Gleich von der ersten Seite an, bin ich fasziniert. Paddy als Baby mit seiner Mutter, als Kleinkind und jetzt. Er sah schon sehr niedlich aus, denke ich schmunzelnd, als ich Paddy mit seinem Vater sehe. Die Zeit vergeht und ich bin enttäuscht, als ich an der letzten Seite angekommen bin. Schönes Buch! Jetzt erst merke ich, wie müde ich bin und ehe ich aufstehen kann, bin ich eingeschlafen.

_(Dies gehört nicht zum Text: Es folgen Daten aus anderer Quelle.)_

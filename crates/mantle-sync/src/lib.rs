//! Slot access, atomics, fences, and thread parking for the Mantle
//! facility.
//!
//! Provides the (base, offset) half of the facility: scalar loads and
//! stores in plain, volatile, and ordered modes, compare-and-swap and the
//! fetch family, standalone memory fences, and single-permit thread
//! parking. Together with `mantle-heap`, this crate holds the facility's
//! unsafe core; the `mantle::Handle` chokepoint forwards to it.
//!
//! # Ordering modes
//!
//! - **Plain** accesses carry no cross-thread ordering at all.
//! - **Volatile** loads are acquire; volatile stores are sequentially
//!   consistent (they include the store-load fence).
//! - **Ordered** stores are release-only — the cheaper publication store
//!   that omits the store-load fence.
//!
//! The facility adds no ordering beyond what each operation states and
//! removes none.

#![deny(missing_docs)]
#![deny(rustdoc::broken_intra_doc_links)]

pub mod atomic;
pub mod fence;
pub mod park;
pub mod rmw;
pub mod slot;

// Public re-exports for the primary API surface.
pub use atomic::{AtomicScalar, RmwScalar};
pub use fence::{full_fence, load_fence, store_fence};
pub use park::{current_unparker, park_current, ParkDeadline, Parker, Unparker};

Als ich die Augen wieder öffne, schaue ich einen kleinen Elefanten an. Nanu? Ich hab in meinem Zimmer doch gar keine Kuscheltiere? Ich setze mich langsam auf und schaue mich verwundert um, bis mir klar wird, dass ich in Paddy's Zimmer bin. Wenn er das mitkriegen würde, denke ich kichernd, nichts ahnend, dass Paddy im Moment ganz andere Probleme hat. Ich bleibe noch einen Moment liegen, bis ich aufstehe und mich vor seinen Kleiderschrank stelle. Soll ich Paddy's Sachen anziehen? Ja warum nicht. Ich hole mir eine Hose von ihm und ein weites schwarzes Shirt. Warum sind ihm alle Sachen immer zehn Nummern zu groß? Er ist doch so dürr! Schnell ziehe ich es an und betrachte mich prüfend im Spiegel. Sieht zwar etwas komisch aus, aber keinesfalls schlecht, denke ich lächelnd und mache mir, mit Paddy's Bürste und Haargummi, einen Mozartzopf. Meine langen Haare fallen mir ja bis auf die Hüfte und sind genauso lang wie Paddy's. Nur habe ich vergessen, mich gestern Abend abzuschminken und sehe aus wie ein Panda Bär. Ich gehe in sein Bad, ja jeder Schüler hat ein eigenes Bad, und finde zu meiner Verwunderung eine Flasche mit Gesichtswasser. Okay, er ist also sehr gepflegt. Ich nehme es und wasche mir schnell die Schminke ab. Dann kommt die nächste Frage. Soll ich mich neu schminken oder lieber nicht? Da hier eh keine ist würde mich auch sehr wundern, beschließe ich, dass das ich das auch später erledigen kann. Dann schaue ich mich grinsend in seinem Zimmer um. Eigentlich bin ich sehr ordnungsliebend, aber gegen dieses kreative Chaos hab ich eigentlich nichts. Es passt zu Paddy, dass er sehr unordentlich ist. Überall die Kleider, wie ich amüsiert feststelle auch schon getragene, die zerknäult in einer Ecke liegen. Die nehme ich und lege sie in den Wäschekorb. Dann überall die Zettel mit angefangenen Liedern und Melodien. Die rühre ich lieber nicht an, denn er weiß bestimmt wo die sind und wenn ich die zusammenlege, findet er sie gar nicht mehr und dann herrscht hier mehr Chaos als vorher. Da finde ich eine Platte, von ihm und seiner Familie. Streetlife. Kenne ich gar nicht. Nach einigem suchen, finde ich auch noch einen Plattenspieler und lege die Platte auf. Als die Lieder erklingen, bin ich sofort in einer anderen Welt und tanze zu den Liedern in dem Zimmer herum.